EXERCISE —
Up to and including the line containing "was already applied;", please reproduce the lines of the listing below, starting from the top.

DATA TO PROCESS —
—————
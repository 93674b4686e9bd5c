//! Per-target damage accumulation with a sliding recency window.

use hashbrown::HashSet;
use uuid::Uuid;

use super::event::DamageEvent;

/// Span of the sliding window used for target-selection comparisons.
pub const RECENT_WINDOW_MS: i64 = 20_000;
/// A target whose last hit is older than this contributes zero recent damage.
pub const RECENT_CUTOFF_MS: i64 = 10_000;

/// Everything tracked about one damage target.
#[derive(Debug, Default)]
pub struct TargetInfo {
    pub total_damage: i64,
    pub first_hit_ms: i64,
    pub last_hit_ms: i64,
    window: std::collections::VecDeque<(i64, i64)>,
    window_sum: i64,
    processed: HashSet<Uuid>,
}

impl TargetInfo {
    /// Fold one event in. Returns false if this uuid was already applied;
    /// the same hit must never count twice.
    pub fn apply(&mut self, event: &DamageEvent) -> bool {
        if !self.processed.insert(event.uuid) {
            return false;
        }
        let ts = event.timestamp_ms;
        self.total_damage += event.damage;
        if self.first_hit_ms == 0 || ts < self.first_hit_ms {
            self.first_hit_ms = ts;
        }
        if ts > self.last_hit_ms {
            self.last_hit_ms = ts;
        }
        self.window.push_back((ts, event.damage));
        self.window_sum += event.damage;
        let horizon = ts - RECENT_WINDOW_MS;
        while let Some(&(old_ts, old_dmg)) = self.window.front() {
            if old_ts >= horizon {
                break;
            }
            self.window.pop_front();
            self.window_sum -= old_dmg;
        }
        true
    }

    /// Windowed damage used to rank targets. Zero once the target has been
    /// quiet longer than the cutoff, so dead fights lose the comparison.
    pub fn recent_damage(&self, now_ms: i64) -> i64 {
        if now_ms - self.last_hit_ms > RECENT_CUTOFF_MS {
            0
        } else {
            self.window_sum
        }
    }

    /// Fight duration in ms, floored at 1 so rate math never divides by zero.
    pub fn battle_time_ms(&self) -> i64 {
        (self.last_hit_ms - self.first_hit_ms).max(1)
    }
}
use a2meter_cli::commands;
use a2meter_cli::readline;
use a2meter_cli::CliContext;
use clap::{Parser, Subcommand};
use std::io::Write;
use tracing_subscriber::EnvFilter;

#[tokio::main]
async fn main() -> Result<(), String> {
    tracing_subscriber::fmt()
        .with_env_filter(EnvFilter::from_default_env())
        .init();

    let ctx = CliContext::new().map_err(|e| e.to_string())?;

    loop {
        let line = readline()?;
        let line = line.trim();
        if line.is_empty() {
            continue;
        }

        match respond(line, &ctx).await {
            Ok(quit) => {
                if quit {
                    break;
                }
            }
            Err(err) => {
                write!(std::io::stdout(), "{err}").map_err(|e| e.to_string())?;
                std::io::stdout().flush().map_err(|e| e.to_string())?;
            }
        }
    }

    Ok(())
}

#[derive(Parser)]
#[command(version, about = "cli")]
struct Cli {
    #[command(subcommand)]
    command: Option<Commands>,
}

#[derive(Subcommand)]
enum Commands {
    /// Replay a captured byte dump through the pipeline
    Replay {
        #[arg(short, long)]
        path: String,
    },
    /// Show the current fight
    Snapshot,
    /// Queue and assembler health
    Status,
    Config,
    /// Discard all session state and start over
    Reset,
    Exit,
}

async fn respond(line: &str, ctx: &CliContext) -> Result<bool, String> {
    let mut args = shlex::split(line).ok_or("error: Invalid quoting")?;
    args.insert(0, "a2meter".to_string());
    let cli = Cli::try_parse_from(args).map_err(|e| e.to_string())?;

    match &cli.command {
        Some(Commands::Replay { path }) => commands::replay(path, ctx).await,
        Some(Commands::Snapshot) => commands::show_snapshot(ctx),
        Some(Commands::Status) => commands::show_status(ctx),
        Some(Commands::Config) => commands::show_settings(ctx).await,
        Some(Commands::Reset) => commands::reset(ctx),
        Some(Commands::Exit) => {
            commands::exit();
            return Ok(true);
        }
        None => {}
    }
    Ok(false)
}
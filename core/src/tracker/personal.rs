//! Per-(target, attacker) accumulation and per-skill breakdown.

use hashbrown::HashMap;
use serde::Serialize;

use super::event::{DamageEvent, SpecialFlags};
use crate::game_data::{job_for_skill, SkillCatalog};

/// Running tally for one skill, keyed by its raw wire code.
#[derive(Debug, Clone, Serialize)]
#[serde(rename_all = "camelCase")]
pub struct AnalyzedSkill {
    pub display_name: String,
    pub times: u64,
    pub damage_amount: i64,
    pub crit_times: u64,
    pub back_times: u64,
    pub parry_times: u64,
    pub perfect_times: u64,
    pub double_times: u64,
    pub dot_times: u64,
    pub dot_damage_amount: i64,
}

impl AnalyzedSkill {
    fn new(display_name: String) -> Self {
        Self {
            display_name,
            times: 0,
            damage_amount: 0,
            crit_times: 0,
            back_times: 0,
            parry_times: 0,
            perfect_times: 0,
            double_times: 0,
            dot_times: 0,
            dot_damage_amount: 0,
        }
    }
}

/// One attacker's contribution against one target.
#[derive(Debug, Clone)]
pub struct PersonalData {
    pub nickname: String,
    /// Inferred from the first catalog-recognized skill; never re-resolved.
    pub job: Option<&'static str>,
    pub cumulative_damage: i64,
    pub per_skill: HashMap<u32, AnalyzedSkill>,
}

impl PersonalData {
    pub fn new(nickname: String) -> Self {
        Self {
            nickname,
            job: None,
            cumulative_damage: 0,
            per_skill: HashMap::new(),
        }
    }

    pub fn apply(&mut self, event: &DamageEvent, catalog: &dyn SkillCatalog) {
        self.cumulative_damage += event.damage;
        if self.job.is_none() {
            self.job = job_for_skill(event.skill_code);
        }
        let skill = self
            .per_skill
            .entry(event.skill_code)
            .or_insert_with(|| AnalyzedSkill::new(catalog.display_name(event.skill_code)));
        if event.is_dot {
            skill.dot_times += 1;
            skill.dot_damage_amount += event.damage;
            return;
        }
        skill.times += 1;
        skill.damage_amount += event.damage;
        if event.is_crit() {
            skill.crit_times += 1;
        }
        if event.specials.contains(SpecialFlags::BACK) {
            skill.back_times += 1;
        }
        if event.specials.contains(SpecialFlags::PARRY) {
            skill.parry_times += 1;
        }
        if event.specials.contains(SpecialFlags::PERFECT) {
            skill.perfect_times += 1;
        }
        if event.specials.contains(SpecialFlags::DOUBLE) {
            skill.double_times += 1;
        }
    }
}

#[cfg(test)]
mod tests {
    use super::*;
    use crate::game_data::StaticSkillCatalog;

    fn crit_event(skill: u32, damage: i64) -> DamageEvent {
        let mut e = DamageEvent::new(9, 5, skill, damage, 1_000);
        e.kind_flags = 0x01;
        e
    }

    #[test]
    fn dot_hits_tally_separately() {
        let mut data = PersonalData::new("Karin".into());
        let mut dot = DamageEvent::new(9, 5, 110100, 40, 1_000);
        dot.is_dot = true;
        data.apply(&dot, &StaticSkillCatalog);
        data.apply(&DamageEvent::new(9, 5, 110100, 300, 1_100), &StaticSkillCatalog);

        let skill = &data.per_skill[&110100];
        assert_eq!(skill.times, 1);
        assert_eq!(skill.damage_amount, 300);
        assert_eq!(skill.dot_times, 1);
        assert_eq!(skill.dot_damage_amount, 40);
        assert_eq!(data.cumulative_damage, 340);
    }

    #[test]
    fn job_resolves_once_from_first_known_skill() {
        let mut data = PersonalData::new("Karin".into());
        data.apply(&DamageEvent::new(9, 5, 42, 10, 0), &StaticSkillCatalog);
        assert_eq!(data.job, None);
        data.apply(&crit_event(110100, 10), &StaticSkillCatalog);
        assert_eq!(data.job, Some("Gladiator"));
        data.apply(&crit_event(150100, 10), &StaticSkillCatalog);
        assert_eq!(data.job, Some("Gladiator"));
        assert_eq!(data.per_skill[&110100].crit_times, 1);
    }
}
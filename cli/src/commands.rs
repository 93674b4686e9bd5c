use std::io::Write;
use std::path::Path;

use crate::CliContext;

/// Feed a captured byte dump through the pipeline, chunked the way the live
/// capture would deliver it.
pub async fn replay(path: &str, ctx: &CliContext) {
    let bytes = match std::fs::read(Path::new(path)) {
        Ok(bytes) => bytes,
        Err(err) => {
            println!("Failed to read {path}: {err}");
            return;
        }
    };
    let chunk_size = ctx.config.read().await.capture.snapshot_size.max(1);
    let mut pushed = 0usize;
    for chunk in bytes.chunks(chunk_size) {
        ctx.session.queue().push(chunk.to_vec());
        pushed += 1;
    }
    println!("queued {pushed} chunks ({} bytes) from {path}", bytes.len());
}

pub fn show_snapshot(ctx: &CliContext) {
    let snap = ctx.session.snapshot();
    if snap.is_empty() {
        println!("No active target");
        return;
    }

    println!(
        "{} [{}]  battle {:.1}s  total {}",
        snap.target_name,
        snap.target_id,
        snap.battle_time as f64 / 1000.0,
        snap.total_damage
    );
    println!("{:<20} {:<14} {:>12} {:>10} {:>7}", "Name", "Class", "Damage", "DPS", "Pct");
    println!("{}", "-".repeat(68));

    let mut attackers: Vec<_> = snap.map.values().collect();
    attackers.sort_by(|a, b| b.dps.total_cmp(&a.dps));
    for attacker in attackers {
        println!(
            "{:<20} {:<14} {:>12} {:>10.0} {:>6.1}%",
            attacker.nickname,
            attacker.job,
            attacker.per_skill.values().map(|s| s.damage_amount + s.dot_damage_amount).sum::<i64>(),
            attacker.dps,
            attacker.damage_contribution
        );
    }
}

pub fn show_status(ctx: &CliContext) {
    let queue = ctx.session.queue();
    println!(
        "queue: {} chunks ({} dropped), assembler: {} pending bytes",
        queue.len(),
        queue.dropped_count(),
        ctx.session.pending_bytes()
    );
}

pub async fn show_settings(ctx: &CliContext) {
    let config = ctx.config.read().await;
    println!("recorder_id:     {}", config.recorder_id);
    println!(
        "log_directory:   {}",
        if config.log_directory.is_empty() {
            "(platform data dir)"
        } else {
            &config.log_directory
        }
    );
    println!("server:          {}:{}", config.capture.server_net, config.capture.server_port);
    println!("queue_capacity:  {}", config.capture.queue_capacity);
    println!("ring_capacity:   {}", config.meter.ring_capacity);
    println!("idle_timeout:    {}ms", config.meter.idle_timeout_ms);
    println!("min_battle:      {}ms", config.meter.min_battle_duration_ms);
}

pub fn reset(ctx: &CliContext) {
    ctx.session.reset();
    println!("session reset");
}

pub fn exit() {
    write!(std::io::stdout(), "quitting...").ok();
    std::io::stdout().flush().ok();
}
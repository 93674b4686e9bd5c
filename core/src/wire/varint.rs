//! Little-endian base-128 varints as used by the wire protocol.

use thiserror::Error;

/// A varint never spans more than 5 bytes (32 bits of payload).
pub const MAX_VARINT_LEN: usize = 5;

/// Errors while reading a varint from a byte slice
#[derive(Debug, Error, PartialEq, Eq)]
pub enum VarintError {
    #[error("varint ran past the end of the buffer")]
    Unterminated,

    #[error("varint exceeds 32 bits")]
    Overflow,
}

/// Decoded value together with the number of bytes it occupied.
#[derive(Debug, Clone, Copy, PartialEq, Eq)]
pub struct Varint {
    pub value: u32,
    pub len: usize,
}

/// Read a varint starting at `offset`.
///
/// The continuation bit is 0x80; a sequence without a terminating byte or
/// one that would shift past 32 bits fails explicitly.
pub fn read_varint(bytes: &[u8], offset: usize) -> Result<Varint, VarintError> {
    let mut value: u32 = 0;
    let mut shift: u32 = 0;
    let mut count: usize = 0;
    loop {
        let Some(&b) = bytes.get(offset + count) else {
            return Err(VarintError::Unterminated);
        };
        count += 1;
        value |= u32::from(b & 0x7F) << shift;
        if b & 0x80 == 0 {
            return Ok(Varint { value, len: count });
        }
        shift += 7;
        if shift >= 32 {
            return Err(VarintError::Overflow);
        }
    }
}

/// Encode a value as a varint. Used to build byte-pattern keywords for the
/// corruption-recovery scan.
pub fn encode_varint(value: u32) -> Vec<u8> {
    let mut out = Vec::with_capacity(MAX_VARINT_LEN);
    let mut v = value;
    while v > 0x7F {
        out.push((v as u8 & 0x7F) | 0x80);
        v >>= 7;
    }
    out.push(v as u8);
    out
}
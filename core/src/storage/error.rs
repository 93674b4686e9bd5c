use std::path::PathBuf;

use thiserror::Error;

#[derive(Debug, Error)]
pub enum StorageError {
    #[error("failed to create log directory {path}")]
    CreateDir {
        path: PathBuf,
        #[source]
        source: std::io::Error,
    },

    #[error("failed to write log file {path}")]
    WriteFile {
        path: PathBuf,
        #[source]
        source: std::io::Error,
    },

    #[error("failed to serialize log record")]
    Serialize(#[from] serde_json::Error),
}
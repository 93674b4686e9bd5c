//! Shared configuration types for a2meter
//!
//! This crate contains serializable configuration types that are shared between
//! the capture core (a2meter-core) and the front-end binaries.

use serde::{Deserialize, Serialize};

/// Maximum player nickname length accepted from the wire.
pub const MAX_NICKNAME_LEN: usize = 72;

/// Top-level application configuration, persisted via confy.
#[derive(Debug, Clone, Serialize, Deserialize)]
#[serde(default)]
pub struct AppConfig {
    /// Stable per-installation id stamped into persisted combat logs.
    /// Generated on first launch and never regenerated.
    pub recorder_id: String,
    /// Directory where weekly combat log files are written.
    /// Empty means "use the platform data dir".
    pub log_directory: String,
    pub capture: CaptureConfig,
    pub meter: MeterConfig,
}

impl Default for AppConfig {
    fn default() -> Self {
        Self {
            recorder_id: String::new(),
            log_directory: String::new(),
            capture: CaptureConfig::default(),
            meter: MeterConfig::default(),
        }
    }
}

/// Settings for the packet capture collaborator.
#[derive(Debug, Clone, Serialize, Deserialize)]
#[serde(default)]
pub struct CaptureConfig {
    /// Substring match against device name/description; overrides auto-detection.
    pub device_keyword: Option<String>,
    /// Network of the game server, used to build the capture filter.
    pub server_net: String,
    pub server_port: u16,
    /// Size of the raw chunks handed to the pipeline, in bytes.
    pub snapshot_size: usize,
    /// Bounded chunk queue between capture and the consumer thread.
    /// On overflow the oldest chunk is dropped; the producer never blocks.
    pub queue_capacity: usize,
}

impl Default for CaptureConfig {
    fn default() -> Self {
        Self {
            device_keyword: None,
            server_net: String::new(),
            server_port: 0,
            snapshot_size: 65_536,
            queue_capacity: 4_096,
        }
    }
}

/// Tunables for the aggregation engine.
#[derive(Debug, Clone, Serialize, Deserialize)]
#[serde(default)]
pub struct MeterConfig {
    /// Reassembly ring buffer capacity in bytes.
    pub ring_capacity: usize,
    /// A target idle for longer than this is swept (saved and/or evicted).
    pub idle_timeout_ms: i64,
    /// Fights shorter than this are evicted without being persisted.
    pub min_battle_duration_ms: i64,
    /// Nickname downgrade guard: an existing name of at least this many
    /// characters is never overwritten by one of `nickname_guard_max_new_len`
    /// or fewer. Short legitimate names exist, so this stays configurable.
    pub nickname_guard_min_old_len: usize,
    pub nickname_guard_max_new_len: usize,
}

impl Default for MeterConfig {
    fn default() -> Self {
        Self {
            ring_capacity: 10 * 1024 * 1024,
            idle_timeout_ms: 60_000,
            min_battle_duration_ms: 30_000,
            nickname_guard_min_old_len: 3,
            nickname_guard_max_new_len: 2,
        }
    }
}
—————
EXERCISE OUTPUT —
repository 93674b4686e9bd5c
//! Per-target damage accumulation with a sliding recency window.

use hashbrown::HashSet;
use uuid::Uuid;

use super::event::DamageEvent;

/// Span of the sliding window used for target-selection comparisons.
pub const RECENT_WINDOW_MS: i64 = 20_000;
/// A target whose last hit is older than this contributes zero recent damage.
pub const RECENT_CUTOFF_MS: i64 = 10_000;

/// Everything tracked about one damage target.
#[derive(Debug, Default)]
pub struct TargetInfo {
    pub total_damage: i64,
    pub first_hit_ms: i64,
    pub last_hit_ms: i64,
    window: std::collections::VecDeque<(i64, i64)>,
    window_sum: i64,
    processed: HashSet<Uuid>,
}

impl TargetInfo {
    /// Fold one event in. Returns false if this uuid was already applied;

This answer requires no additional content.